It's Turning Into a Brutal Game of Survivor for ETFs
Only 10 percent of exchange-traded funds are in positive territory, after market selloffs in the U.S., Europe, and Asia, and a plunge in commodity prices.
At this time last year, 66 percent of ETFs were up. The recent selloff in the biotech sector has also erased names from the leaderboard, and now just seven ETFs have returns above 10 percent for the year. Last year it was 114 ETFs.
At this rate, the best-performing ETF may just be one that manages to make money.
A look at the five best performers so far reveals an eclectic group of small, relatively unknown ETFs with combined assets of just $260 million. The top spot tends to go to a smaller ETF riding a particularly timely trend, though there are more of these eclectic players at the top of the chart this year.
Could one of these faces in the crowd actually wind up as No. 1?
So far the best performer, with a 21 percent return, is an ETF with a name only its issuer could love. The QuantShares US Market Neutral Momentum Fund (MOM) was just waiting for a year like this. MOM is a hedge fund replication ETF that bets on the stocks that are performing the best, while shorting the market's worst performers, with hopes of riding the momentum. Those short positions could serve it well if the stock market stays ugly. It rebalances the portfolio monthly.
It's worth noting that MOM charges an annual fee of 1.49 percent. This is way more expensive than the 0.30 percent average fee for an ETF, though much cheaper than an actual hedge fund. It also costs money to short stocks, because you have to borrow them, which brings the total cost of the fund to about 3.6 percent.
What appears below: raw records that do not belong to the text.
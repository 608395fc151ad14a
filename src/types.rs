/// Canonical candidate label from the fixed vocabulary.
/// Examples: `lion`, `dolphin`, `phoenix`
pub type Label = String;
/// Free-form label as emitted by an evaluation run, before normalization.
/// Examples: `lions`, `lioness`, `doggo`, `polarbear`
pub type RawLabel = String;
/// Identifier for a dataset. Datasets are named after the label used to generate them.
/// Examples: `tiger`, `whale`
pub type DatasetId = String;
/// Identifier for the signal source that produced a score matrix.
/// Examples: `lls`, `ft`
pub type SourceId = String;
/// Non-negative observation count for a label.
pub type Count = u64;
/// Real-valued score. Missing values are expressed as `Option<Score>`, never NaN.
/// Examples: `0.4123` (preference rate), `-1.8831` (mean log-likelihood shift)
pub type Score = f64;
The Market Vectors ChinaAMC SME-ChiNext ETF (CNXT) tracks small- and medium-size China companies that list on a Nasdaq-esque exchange on the mainland. CNXT is up 17.8 percent this year, striking given the market crash in China stocks. It's down 45.5 percent since June 1; that drop came after a 106 percent return for the first five months of the year.
The WisdomTree Japan Hedged Health Care Fund (DXJH) may provide the most specific exposure an ETF can serve up. It tracks health-care companies in Japan, while hedging out the effects of the yen. It was launched as one of a handful of follow-ons to the $15 billion WisdomTree Japan Hedged Equity Fund (DXJ) and has benefited from government reform efforts and hopes of new government stimulus. DXJH is up 16 percent. While there are many Japan ETFs on the leaderboard, that may not last for long, because Japan is falling fast. Since mid-August DXJH is down 18 percent.
A pair of single-country European ETFs rounds out the list: the iShares MSCI Denmark Capped ETF (EDEN) and the iShares MSCI Ireland Capped ETF (EIRL). The two have bucked the selloff in European markets and returned 14 percent apiece.
Both are benefiting from holding big chunks of a single stock that's doing really well. EDEN has a 23 percent weighting in Novo Nordisk, which is up 29 percent this year on drug approvals. EIRL'S 22 percent weighting in building materials supplier CRH PLC, up 11 percent on a pickup in the housing market, has paid off. The narrow exposure and big bets of these single-country ETFs mean they tend to be either top performers or absolute dogs. EIRL is in a long performance run since it took its austerity medicine. It's up 114% since 2011.
Eric Balchunas is an exchange-traded-fund analyst at Bloomberg.